The report, drawn from evidence and medical data of DOTW’s work providing medical care to people in initial and contingency accommodation such as Napier Barracks, demonstrates the unsuitability of a model of accommodation that has been hailed as a prototype for the upcoming Nationality and Borders Bill currently going through Parliament.

Amongst the key findings:

  • Accommodation conditions were not meeting basic human standards which contributed to poor health.  This included poor food, access to basic sanitary products, inability to store medication or have professionals visit to provide care.
  • People reported a significant mental health impact of the loneliness, isolation and feelings of being imprisoned engendered by the conditions. 
  • Many people required intensive support to access and navigate the system which often took weeks/months thus delaying access to care.
  • People were unable to get prescriptions, medical care for pregnancy and children, referrals to specialists and ongoing support for medical conditions both chronic and acute.
  • People did not know how to get and pay for medication they were prescribed.
  • No access to health professional led information or support left to navigate the system with advice from hotel staff who often provide poor info/support, no covid information in languages or left to rely on NGOs like DOTW who have to fight hard to navigate the system with them.
  • Lack of access to timely and continuous care meant people were left without treatment and were left to suffer on their own.
  • The evidence in this report shows that institutional accommodation is unsafe for asylum seekers due to the lack of access to adequate and appropriate healthcare services and the nature and conditions risk causing harm to health directly.

The model of accommodation established with sites such as Napier Barracks has been defined as a ‘quasi-detention’ by the All-Party Parliamentary Group in Immigration Detention who following their visit to the site in February described it as “fundamentally unsuitable for use as asylum accommodation.”
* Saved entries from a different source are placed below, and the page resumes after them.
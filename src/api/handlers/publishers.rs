//! Handlers for publisher endpoints.

use axum::{
    Json,
    extract::{Path, State, rejection::JsonRejection},
    http::StatusCode,
};
use serde_json::json;

use crate::api::dto::message::MessageResponse;
use crate::api::dto::publisher::{PublisherItem, PublisherRequest};
use crate::error::AppError;
use crate::state::AppState;

fn name_from(payload: Result<Json<PublisherRequest>, JsonRejection>) -> Result<String, AppError> {
    let Json(request) = payload?;
    request.into_name().ok_or_else(|| {
        AppError::bad_request("Publisher name is required", json!({"field": "publisher"}))
    })
}

/// Lists all publishers with their domains.
///
/// # Endpoint
///
/// `GET /publishers`
pub async fn publisher_list_handler(
    State(state): State<AppState>,
) -> Result<Json<Vec<PublisherItem>>, AppError> {
    let publishers = state.publisher_service.list_publishers().await?;
    tracing::debug!(count = publishers.len(), "Fetched all publishers");

    Ok(Json(
        publishers.into_iter().map(PublisherItem::from).collect(),
    ))
}

/// Returns a single publisher with its domains.
///
/// # Endpoint
///
/// `GET /publishers/{name}`
///
/// # Errors
///
/// Returns 404 if the publisher does not exist.
pub async fn get_publisher_handler(
    Path(name): Path<String>,
    State(state): State<AppState>,
) -> Result<Json<PublisherItem>, AppError> {
    let publisher = state.publisher_service.get_publisher(&name).await?;

    Ok(Json(PublisherItem::from(publisher)))
}

/// Creates a new publisher with no domains.
///
/// # Endpoint
///
/// `POST /publishers`
///
/// ```json
/// { "publisher": "p3" }
/// ```
///
/// # Errors
///
/// Returns 400 if the name is missing or already taken.
pub async fn create_publisher_handler(
    State(state): State<AppState>,
    payload: Result<Json<PublisherRequest>, JsonRejection>,
) -> Result<(StatusCode, Json<PublisherItem>), AppError> {
    let name = name_from(payload)?;

    let publisher = state.publisher_service.create_publisher(name).await?;

    Ok((StatusCode::CREATED, Json(PublisherItem::from(publisher))))
}

/// Renames a publisher.
///
/// # Endpoint
///
/// `PUT /publishers/{name}`
///
/// The body carries the new name: `{ "publisher": "new name" }`.
///
/// # Errors
///
/// Returns 400 if the new name is missing or used by another publisher.
/// Returns 404 if the publisher does not exist.
pub async fn rename_publisher_handler(
    Path(name): Path<String>,
    State(state): State<AppState>,
    payload: Result<Json<PublisherRequest>, JsonRejection>,
) -> Result<Json<PublisherItem>, AppError> {
    let new_name = name_from(payload)?;

    let publisher = state
        .publisher_service
        .rename_publisher(&name, new_name)
        .await?;

    Ok(Json(PublisherItem::from(publisher)))
}

/// Deletes a publisher and all of its domains.
///
/// # Endpoint
///
/// `DELETE /publishers/{name}`
///
/// # Errors
///
/// Returns 404 if the publisher does not exist.
pub async fn delete_publisher_handler(
    Path(name): Path<String>,
    State(state): State<AppState>,
) -> Result<Json<MessageResponse>, AppError> {
    state.publisher_service.delete_publisher(&name).await?;

    Ok(Json(MessageResponse::new(
        "Publisher and related domains deleted successfully",
    )))
}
The Bill will give power to the Secretary of State to indefinitely house people seeking asylum in these reception centres with the risk of creating a de-facto indefinite immigration detention system in the UK, with well documented impact on migrants psychological and physical wellbeing.

Under Priti Patel’s plans to reform the asylum system the Home Office will develop more large-scale asylum accommodation in remote areas where evidence shows access to medical care is extremely limited.